Museum is a place where art, culture and knowledge are preserved. We must learn from our past and that’s why, I believe, museums should be one of the first places to explore after the lockdown is lifted. Important Suggestion before I begin: Don’t not go out until the coronavirus leaves the face of the planet. Travel only after the situation is back to normal. Let’s start:
Here are four breathtaking museums in Berlin worth exploring in order to learn the rich history of European continent.
- DDR Museum: Nominated for European Museum of the year in 2008, the DDR Museum is an interactive museum in the part of central Berlin that formerly belonged to East Berlin. Most of you know about the city’s divide during the Cold War, but visiting DDR Museum will give you an insight into everyday life of East Berlin’s citizens. You can tour a typical prefab estate to see how people lived, look for objects in replicated living spaces, and experience being bugged by a covert listening device. The DDR Museum exemplifies the benefits of history trips to cities like Berlin by giving you an experience you cannot have elsewhere.
- German Historical Museum: The German Historical Museum (German: Deutsches Historisches Museum), known by the acronym DHM, is a museum in Berlin, Germany devoted to German history. It is a significant stop for all curious travellers on trips to Berlin. Its collections include works of art, documents, military items, posters and items from everyday life, spanning Germany’s history. The many thousands of items in the collection will give you an excellent insight into German artistic and material culture, with plenty of opportunities for focused study on aspects of culture – such as propaganda or items from particular periods.
- Jewish Museum: The Jewish Museum Berlin was opened in 2001 and is the largest Jewish museum in all of Europe. It consists of three buildings, two of which are new additions specifically built for the museum by architect Daniel Libeskind. German-Jewish history is documented in the collections, the library and the archive, and is reflected in the museum’s program of events. The museum is one of Germany’s most frequented museums (more than 10.8 million visitors between 2001 and 2016). It displays two thousand years of Jewish history in Germany. It begins by describing Jewish life in medieval settlements along the Rhine, and then moves into the early modern period with subjects such as the life of Glickl bas Judah Leib (1646-1724), who wrote of her experiences as a Jewish businesswoman in the city of Hamburg. The museum moves into the modern era with an exhibit about Nazi Germany and the Shoah, and then finishes with the more recent history of the migration of 200,000 Jews to Germany from the former Soviet Union. Visiting the Jewish Museum is a valuable way for you to expand your understanding of the long and complex history of Jews in Germany.

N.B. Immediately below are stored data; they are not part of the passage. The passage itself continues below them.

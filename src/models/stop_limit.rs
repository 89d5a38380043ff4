//! The stop-limit repository entry: the lifecycle engine's own record of
//! the one protective order it believes is active for a symbol.

use chrono::{DateTime, Utc};
use serde::{Deserialize, Serialize};
use serde_json::Value;

use super::order::Order;

/// Lifecycle state of a repository entry.
///
/// `Initial` exists only in memory before the first broker round-trip
/// completes; every persisted entry is `Creating` or later.
/// `Modifying` is re-entrant with `Active` while a quantity or stop-price
/// modification is in flight; `Terminal` entries are deleted, not kept
/// around as tombstones.
#[derive(Debug, Clone, Copy, PartialEq, Eq, Serialize, Deserialize)]
#[serde(rename_all = "snake_case")]
pub enum EntryState {
    /// Not yet submitted to the broker.
    Initial,
    /// `place_order` in flight.
    Creating,
    /// Order is live and unmodified since the last confirmed state.
    Active,
    /// A `modify_order_quantity` or `modify_order_stop_price` call is in
    /// flight for an otherwise-active order.
    Modifying,
    /// Filled, canceled, expired, rejected, or otherwise terminal. Entries
    /// in this state are removed from the repository, never retained.
    Terminal,
}

impl EntryState {
    /// True for `Active` and `Modifying`: the order is live either way.
    #[must_use]
    pub const fn is_active(self) -> bool {
        matches!(self, Self::Active | Self::Modifying)
    }
}

/// The lifecycle engine's exclusive record of the protective stop-limit
/// order for a symbol.
///
/// Identity key is `symbol`. At most one entry with an active `status`
/// exists per symbol at a time; only the lifecycle engine (under the
/// per-symbol serializer) mutates this record. Other components read it
/// advisorily.
#[derive(Debug, Clone, Serialize, Deserialize)]
pub struct StopLimitRepositoryEntry {
    /// Underlying symbol. Identity key for this record.
    pub symbol: String,
    /// Broker order id of the protective stop-limit.
    pub order_id: String,
    /// When the entry was first written.
    pub opened_date_time: DateTime<Utc>,
    /// Current lifecycle state.
    pub status: EntryState,
    /// The most recently observed view of the underlying order, if any.
    pub order: Option<Order>,
}

impl StopLimitRepositoryEntry {
    /// Builds a fresh entry in the `Creating` state, as written synchronously
    /// right after `place_order` succeeds.
    #[must_use]
    pub fn creating(symbol: impl Into<String>, order_id: impl Into<String>, now: DateTime<Utc>) -> Self {
        Self {
            symbol: symbol.into(),
            order_id: order_id.into(),
            opened_date_time: now,
            status: EntryState::Creating,
            order: None,
        }
    }

    /// True if this entry currently represents a live order.
    #[must_use]
    pub const fn is_active(&self) -> bool {
        self.status.is_active()
    }
}

/// Opaque echo payload stored alongside a repository entry for audit,
/// distinct from the order's own `full_order_data`.
#[must_use]
pub fn echo_payload(order: &Order) -> Value {
    serde_json::to_value(order).unwrap_or(Value::Null)
}
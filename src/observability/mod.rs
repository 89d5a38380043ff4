//! Metrics instrumentation for the stop-limit lifecycle coordinator.

mod metrics;

pub use metrics::{
    circuit_breaker_state, record_circuit_breaker_rejected, record_circuit_breaker_state,
    record_duplicate_detected, record_persistence_failure, record_reconcile_call,
    record_tracker_step_advance, set_active_stop_limits,
};
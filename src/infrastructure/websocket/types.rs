//! Shared types for the three event-stream workers.

use std::time::Duration;

use thiserror::Error;

/// Connection configuration shared by all three stream workers.
#[derive(Debug, Clone)]
pub struct StreamConfig {
    /// WebSocket URL to connect to.
    pub url: String,
    /// Heartbeat ping interval.
    pub heartbeat_interval: Duration,
}

impl StreamConfig {
    /// Builds a config with the spec default 30s heartbeat interval.
    #[must_use]
    pub fn new(url: impl Into<String>) -> Self {
        Self {
            url: url.into(),
            heartbeat_interval: Duration::from_secs(30),
        }
    }
}

/// Connection lifecycle state of a stream worker.
#[derive(Debug, Clone, Copy, PartialEq, Eq)]
pub enum StreamState {
    /// No connection attempt in progress.
    Disconnected,
    /// TCP/TLS handshake and WebSocket upgrade in progress.
    Connecting,
    /// Connected and receiving messages.
    Connected,
    /// Shutdown requested; draining in-flight work.
    Closing,
}

/// Errors a stream worker's connect-and-run loop can surface for one
/// connection attempt. The outer reconnect loop treats all of these as
/// transient and retries with backoff.
#[derive(Debug, Error)]
pub enum StreamError {
    /// The initial connect (TCP/TLS/WebSocket upgrade) failed.
    #[error("stream connect failed: {0}")]
    ConnectFailed(String),

    /// A message on the wire did not match the expected shape.
    #[error("stream protocol violation: {0}")]
    ProtocolViolation(String),

    /// The connection was closed by the remote side or dropped.
    #[error("stream connection closed")]
    ConnectionClosed,
}

#[cfg(test)]
mod tests {
    use super::*;

    #[test]
    fn stream_config_defaults_to_thirty_second_heartbeat() {
        let config = StreamConfig::new("wss://example/orders");
        assert_eq!(config.heartbeat_interval, Duration::from_secs(30));
    }
}
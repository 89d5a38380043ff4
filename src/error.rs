//! Error taxonomy and lifecycle outcomes for the stop-limit coordinator.
//!
//! `EngineError` classifies every failure the coordinator can observe into
//! one of six kinds. The kind determines how the caller responds — retry,
//! fall through to a different code path, surface to an operator, or simply
//! log and move on. `LifecycleOutcome` is the companion success-path type:
//! every lifecycle entry point returns one instead of throwing, so callers
//! branch on an enum rather than unwinding a call stack.

use std::time::Duration;

use thiserror::Error;

/// Errors observed while driving the stop-limit lifecycle.
///
/// Each variant corresponds to one of the six error kinds the reconciler,
/// serializer, lifecycle engine, and tracker distinguish between. The kind
/// drives retry/fallback policy; see the doc comment on each variant.
#[derive(Debug, Error)]
pub enum EngineError {
    /// The broker (or another upstream dependency) failed in a way that is
    /// expected to clear on its own: network hiccups, HTTP 429/5xx, request
    /// timeouts. Callers retry with backoff up to a bounded number of
    /// attempts before surfacing.
    #[error("transient upstream failure: {0}")]
    TransientUpstream(String),

    /// The broker rejected the request in a way retrying cannot fix: order
    /// rejected, instrument unknown, terminal order state. The caller drops
    /// the affected repository entry to terminal and falls through to a
    /// fresh attempt where the algorithm allows it.
    #[error("permanent upstream failure: {0}")]
    PermanentUpstream(String),

    /// A stream message or broker response didn't match the expected shape.
    /// Logged once per message type per minute and skipped; never brings
    /// down the stream worker.
    #[error("protocol violation: {0}")]
    ProtocolViolation(String),

    /// Two views of the world disagree in a way that implies more than one
    /// active protective order exists for a symbol. The newer duplicate is
    /// canceled, the older one kept, and an operator alert fires.
    #[error("state conflict: {0}")]
    StateConflict(String),

    /// A durable-store read or write failed. Writes are queued for retry;
    /// reads fall back to the in-memory view. Never blocks lifecycle
    /// progress on its own.
    #[error("persistence failure: {0}")]
    PersistenceFailure(String),

    /// A configuration value failed to load or validate. The previous
    /// configuration (if any) is retained and the update rejected.
    #[error("config error: {0}")]
    ConfigError(String),
}

impl EngineError {
    /// Builds a [`EngineError::TransientUpstream`] from a displayable cause.
    pub fn transient_upstream(cause: impl std::fmt::Display) -> Self {
        Self::TransientUpstream(cause.to_string())
    }

    /// Builds a [`EngineError::PermanentUpstream`] from a displayable cause.
    pub fn permanent_upstream(cause: impl std::fmt::Display) -> Self {
        Self::PermanentUpstream(cause.to_string())
    }

    /// Builds a [`EngineError::ProtocolViolation`] from a displayable cause.
    pub fn protocol_violation(cause: impl std::fmt::Display) -> Self {
        Self::ProtocolViolation(cause.to_string())
    }

    /// Builds a [`EngineError::StateConflict`] from a displayable cause.
    pub fn state_conflict(cause: impl std::fmt::Display) -> Self {
        Self::StateConflict(cause.to_string())
    }

    /// Builds a [`EngineError::PersistenceFailure`] from a displayable cause.
    pub fn persistence_failure(cause: impl std::fmt::Display) -> Self {
        Self::PersistenceFailure(cause.to_string())
    }

    /// Builds a [`EngineError::ConfigError`] from a displayable cause.
    pub fn config_error(cause: impl std::fmt::Display) -> Self {
        Self::ConfigError(cause.to_string())
    }

    /// True for kinds a caller should retry with backoff before giving up.
    #[must_use]
    pub const fn is_retryable(&self) -> bool {
        matches!(self, Self::TransientUpstream(_))
    }
}

/// Reason a lifecycle operation declined to act, or took no action because
/// none was needed.
///
/// Distinct from [`EngineError`]: these are not failures. `NoOp` means the
/// world was already in the desired state; `Skipped` means an entry
/// condition wasn't met (e.g. the position-wait deadline expired).
#[derive(Debug, Clone, PartialEq, Eq)]
pub enum OutcomeReason {
    /// No tracker group's price band contains the fill price.
    NoMatchingTrackerGroup,
    /// The position never appeared within the wait deadline.
    PositionMissing,
    /// The event looked like a historical replay inside the reconnect
    /// window and no live position backed it up.
    ReplayDuringReconnect,
    /// An existing active order already matches the desired quantity.
    AlreadyAtDesiredQuantity,
    /// A free-form reason for cases not covered by the variants above.
    Other(String),
}

impl std::fmt::Display for OutcomeReason {
    fn fmt(&self, f: &mut std::fmt::Formatter<'_>) -> std::fmt::Result {
        match self {
            Self::NoMatchingTrackerGroup => write!(f, "no matching tracker group"),
            Self::PositionMissing => write!(f, "position missing"),
            Self::ReplayDuringReconnect => write!(f, "replay during reconnect window"),
            Self::AlreadyAtDesiredQuantity => write!(f, "already at desired quantity"),
            Self::Other(reason) => write!(f, "{reason}"),
        }
    }
}

/// Result of a lifecycle entry point (`onBuyFilled`, `onPositionUpdate`,
/// `onOrderStatusChange`, `onTrackerStepAdvance`, ...).
///
/// Replaces exception-shaped control flow: every branch of the algorithm in
/// `spec.md` §4.3 returns one of these instead of throwing, so callers can
/// match on outcome rather than unwind a call stack.
#[derive(Debug, Clone, PartialEq, Eq)]
pub enum LifecycleOutcome {
    /// A new stop-limit order was placed and a repository entry written.
    Created {
        /// Broker order id of the newly placed stop-limit.
        order_id: String,
    },
    /// An existing stop-limit order was modified (quantity or stop price).
    Modified {
        /// Broker order id of the modified stop-limit.
        order_id: String,
    },
    /// The world was already in the desired state; nothing changed.
    NoOp(OutcomeReason),
    /// An entry condition was not met; the operation declined to act.
    Skipped(OutcomeReason),
    /// The operation failed after exhausting its retry budget.
    Failed(EngineError),
}

impl LifecycleOutcome {
    /// True if this outcome represents a successful mutation (`Created` or
    /// `Modified`).
    #[must_use]
    pub const fn changed(&self) -> bool {
        matches!(self, Self::Created { .. } | Self::Modified { .. })
    }
}

/// A deadline-bounded wait for a predicate to become true.
///
/// Replaces ad-hoc polling loops (`setTimeout`-style retries) with one
/// explicit primitive: poll `predicate` every `interval` until it returns
/// `Some(value)` or `deadline` elapses, whichever comes first.
pub async fn wait_with_deadline<F, Fut, T>(
    interval: Duration,
    deadline: Duration,
    mut predicate: F,
) -> Option<T>
where
    F: FnMut() -> Fut,
    Fut: std::future::Future<Output = Option<T>>,
{
    let start = tokio::time::Instant::now();
    loop {
        if let Some(value) = predicate().await {
            return Some(value);
        }
        if start.elapsed() >= deadline {
            return None;
        }
        tokio::time::sleep(interval).await;
    }
}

- Stasi Museum: You can continue exploration of the former East Berlin by visiting the Stasi Museum, which is located in the original headquarters of the Stasi (the Ministry for State Security of East Germany). It explores the political system of the nation and provides you a glimpse of what the building was like at the time.
- Bode Museum: The Bode Museum is one of the group of museums on Museum Island in Berlin, Germany. It was designed by architect Ernst von Ihne and completed in 1904. Originally called the Kaiser-Friedrich-Museum after Emperor Frederick III, the museum was renamed in honor of its first curator, Wilhelm von Bode, in 1956. Closed for repairs since 1997, the museum was reopened on October 18, 2006 after a €156 million refurbishment. True to the ethos of its founding director, Wilhelm von Bode, who believed in mixing art collections, it is now the home for a collection of sculptures, Byzantine art, and coins and medals. The presentation of the collections is both geographic and chronological, with the Byzantine and Gothic art of northern and southern Europe displayed separately on the museum’s first floor and a similar regional division of Renaissance and Baroque art on its second floor.